◆ **Assignment**
Everything from the first line of the material below through the line containing "(53 bits, fits" is to be printed exactly, and nothing more.

◆ **Material for the task**
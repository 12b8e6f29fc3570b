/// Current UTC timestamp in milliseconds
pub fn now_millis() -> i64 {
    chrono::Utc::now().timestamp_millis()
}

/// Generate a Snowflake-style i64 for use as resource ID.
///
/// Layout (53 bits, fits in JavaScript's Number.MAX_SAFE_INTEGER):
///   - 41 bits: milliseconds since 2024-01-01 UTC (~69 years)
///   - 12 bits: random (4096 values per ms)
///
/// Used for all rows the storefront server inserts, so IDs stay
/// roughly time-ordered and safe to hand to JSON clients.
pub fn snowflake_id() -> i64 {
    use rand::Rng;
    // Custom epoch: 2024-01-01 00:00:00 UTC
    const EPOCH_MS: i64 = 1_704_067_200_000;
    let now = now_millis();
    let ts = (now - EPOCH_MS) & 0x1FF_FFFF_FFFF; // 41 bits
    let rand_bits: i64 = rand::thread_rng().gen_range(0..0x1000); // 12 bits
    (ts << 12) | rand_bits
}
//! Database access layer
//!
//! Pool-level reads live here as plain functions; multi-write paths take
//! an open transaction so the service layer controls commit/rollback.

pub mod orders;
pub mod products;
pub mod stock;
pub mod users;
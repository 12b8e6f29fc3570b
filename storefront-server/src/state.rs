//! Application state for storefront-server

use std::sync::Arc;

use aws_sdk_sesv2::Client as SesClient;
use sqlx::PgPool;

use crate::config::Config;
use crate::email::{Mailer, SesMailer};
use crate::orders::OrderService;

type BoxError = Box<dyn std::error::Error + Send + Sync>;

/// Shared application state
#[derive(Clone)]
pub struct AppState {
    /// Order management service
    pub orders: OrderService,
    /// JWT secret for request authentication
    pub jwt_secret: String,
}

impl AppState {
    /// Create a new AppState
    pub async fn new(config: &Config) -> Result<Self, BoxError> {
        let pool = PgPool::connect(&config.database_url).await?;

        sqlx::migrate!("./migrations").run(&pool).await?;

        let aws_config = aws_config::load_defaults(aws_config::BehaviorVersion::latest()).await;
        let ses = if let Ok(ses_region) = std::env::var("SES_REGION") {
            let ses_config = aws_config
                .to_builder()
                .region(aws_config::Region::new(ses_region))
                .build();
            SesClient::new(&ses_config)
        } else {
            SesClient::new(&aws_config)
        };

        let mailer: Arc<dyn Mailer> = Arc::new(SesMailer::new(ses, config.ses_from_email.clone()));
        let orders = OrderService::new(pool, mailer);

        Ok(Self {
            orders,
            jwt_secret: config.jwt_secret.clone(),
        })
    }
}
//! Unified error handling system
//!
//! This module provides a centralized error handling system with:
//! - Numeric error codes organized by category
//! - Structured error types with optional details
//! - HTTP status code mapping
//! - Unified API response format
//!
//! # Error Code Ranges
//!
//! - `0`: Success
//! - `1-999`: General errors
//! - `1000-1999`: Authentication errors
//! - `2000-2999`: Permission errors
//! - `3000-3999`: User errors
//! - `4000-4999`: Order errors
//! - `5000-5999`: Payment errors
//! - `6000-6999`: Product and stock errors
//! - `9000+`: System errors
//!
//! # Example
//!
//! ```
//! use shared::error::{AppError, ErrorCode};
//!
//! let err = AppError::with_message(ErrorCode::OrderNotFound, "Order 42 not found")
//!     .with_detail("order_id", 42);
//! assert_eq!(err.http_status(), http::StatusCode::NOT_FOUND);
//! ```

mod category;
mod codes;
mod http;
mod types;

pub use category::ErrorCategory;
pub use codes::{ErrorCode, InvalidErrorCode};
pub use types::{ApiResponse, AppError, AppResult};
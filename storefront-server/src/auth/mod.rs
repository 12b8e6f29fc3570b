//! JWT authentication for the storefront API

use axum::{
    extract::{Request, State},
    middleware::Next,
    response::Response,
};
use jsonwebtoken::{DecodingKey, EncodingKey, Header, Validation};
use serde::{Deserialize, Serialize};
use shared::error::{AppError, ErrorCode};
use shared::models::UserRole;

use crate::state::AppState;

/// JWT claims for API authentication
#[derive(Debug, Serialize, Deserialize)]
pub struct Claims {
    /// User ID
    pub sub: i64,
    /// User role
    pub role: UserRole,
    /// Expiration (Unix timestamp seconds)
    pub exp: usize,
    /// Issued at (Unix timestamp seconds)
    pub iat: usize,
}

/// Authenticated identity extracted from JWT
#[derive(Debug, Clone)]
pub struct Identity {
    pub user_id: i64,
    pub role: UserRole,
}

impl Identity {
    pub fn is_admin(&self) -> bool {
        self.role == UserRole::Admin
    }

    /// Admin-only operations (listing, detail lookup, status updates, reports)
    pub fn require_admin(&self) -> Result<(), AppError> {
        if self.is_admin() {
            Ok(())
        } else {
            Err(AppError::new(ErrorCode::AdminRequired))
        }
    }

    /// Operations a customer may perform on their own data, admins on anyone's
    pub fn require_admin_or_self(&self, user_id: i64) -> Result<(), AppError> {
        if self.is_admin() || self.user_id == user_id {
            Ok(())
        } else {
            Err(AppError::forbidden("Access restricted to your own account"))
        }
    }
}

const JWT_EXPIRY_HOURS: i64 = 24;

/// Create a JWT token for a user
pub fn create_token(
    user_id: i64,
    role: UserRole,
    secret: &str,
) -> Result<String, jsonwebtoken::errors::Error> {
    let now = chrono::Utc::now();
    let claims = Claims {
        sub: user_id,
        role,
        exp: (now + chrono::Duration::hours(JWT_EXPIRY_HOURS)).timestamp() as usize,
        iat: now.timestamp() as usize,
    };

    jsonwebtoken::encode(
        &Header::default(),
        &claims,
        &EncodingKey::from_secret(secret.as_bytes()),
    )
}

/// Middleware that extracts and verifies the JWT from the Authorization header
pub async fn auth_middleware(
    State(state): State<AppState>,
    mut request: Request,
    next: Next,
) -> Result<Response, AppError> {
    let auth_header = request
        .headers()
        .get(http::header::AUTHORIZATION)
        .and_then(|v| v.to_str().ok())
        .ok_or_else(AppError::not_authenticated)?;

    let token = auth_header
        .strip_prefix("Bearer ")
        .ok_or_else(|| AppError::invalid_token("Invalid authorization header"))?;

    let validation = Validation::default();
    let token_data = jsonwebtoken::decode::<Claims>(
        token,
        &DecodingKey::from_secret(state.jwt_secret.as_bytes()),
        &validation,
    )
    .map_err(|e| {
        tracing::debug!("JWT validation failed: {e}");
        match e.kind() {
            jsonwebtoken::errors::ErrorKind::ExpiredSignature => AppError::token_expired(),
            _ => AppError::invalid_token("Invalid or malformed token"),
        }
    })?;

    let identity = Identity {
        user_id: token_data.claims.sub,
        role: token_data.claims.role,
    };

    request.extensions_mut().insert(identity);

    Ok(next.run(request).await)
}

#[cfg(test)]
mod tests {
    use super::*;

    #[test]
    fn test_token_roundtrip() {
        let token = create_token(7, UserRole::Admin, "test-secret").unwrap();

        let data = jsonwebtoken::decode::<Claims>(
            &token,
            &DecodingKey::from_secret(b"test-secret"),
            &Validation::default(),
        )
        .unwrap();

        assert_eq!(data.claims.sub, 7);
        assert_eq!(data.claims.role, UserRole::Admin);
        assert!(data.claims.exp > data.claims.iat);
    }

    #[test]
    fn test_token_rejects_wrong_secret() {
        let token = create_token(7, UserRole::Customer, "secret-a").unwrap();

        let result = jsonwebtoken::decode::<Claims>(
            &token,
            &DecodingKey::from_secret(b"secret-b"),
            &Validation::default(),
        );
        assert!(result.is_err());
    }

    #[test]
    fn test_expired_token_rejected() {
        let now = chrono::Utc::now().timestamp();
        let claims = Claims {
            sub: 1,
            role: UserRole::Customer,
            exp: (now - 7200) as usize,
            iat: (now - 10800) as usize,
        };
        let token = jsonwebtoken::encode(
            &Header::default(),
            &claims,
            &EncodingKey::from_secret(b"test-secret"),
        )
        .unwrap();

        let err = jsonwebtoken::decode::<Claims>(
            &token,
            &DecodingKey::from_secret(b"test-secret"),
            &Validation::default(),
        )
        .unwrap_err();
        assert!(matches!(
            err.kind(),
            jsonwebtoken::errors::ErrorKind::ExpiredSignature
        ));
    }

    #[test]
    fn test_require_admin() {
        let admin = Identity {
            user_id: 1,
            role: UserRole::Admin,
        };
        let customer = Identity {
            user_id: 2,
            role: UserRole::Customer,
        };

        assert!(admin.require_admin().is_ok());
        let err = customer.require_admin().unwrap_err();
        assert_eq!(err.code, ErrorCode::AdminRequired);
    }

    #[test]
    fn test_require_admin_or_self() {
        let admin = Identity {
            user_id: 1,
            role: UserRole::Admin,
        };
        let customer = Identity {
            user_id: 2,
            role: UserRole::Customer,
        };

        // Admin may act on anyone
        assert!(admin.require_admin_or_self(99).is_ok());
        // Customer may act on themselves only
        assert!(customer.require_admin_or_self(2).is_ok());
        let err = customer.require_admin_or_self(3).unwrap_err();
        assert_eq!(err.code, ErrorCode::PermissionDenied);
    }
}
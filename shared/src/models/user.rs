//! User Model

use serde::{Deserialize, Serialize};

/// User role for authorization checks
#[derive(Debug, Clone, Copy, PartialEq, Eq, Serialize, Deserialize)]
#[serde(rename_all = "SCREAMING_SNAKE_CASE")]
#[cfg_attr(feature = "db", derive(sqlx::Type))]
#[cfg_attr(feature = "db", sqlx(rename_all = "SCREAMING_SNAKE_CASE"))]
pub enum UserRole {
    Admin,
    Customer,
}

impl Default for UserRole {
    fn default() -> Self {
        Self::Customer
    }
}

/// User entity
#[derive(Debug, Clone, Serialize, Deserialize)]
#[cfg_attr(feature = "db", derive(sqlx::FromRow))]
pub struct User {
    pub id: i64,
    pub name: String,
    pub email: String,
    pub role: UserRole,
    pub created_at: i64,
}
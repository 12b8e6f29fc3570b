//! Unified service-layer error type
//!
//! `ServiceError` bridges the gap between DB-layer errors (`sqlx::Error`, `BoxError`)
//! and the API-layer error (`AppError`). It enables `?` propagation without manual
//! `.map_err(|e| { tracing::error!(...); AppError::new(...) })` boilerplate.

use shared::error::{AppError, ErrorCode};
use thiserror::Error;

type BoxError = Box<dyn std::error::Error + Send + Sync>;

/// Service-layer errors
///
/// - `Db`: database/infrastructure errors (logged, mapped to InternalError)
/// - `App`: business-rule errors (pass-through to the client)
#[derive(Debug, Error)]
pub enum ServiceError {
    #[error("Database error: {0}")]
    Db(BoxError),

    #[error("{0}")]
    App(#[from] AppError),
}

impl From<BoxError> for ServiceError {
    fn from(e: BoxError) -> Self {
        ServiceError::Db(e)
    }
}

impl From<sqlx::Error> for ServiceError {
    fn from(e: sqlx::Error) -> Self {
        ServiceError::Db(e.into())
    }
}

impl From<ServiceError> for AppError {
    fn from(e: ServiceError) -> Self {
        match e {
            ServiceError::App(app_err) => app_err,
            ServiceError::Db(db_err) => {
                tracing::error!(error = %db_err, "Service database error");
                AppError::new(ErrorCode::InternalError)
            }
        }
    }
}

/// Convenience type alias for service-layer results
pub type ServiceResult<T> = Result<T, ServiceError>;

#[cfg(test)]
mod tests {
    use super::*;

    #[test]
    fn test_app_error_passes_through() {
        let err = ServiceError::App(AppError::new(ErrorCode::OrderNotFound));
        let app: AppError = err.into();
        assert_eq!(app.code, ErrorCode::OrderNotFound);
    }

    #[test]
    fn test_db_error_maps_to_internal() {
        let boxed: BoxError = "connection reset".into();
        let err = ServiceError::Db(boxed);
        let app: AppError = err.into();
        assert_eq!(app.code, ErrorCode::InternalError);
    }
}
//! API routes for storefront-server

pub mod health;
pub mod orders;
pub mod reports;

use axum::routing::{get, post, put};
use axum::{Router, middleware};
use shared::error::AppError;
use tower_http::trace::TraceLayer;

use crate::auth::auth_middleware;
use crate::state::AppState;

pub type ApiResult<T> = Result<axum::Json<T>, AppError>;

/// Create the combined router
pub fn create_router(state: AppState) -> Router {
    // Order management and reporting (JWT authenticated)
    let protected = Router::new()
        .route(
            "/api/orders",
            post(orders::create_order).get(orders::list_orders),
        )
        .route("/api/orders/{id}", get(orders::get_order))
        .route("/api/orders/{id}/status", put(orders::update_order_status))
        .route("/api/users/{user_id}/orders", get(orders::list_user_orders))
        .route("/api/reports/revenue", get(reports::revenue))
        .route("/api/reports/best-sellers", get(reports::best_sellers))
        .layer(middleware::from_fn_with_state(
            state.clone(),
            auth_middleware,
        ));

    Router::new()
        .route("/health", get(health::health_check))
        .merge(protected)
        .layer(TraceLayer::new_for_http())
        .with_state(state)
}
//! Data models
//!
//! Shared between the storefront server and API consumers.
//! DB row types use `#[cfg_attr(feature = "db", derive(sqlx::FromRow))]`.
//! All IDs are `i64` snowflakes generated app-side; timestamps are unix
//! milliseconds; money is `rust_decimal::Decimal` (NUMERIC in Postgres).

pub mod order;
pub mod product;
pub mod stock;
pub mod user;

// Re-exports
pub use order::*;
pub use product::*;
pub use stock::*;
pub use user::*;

◆ **Exercise response**
repository 12b8e6f29fc3570b
/// Current UTC timestamp in milliseconds
pub fn now_millis() -> i64 {
    chrono::Utc::now().timestamp_millis()
}

/// Generate a Snowflake-style i64 for use as resource ID.
///
/// Layout (53 bits, fits in JavaScript's Number.MAX_SAFE_INTEGER):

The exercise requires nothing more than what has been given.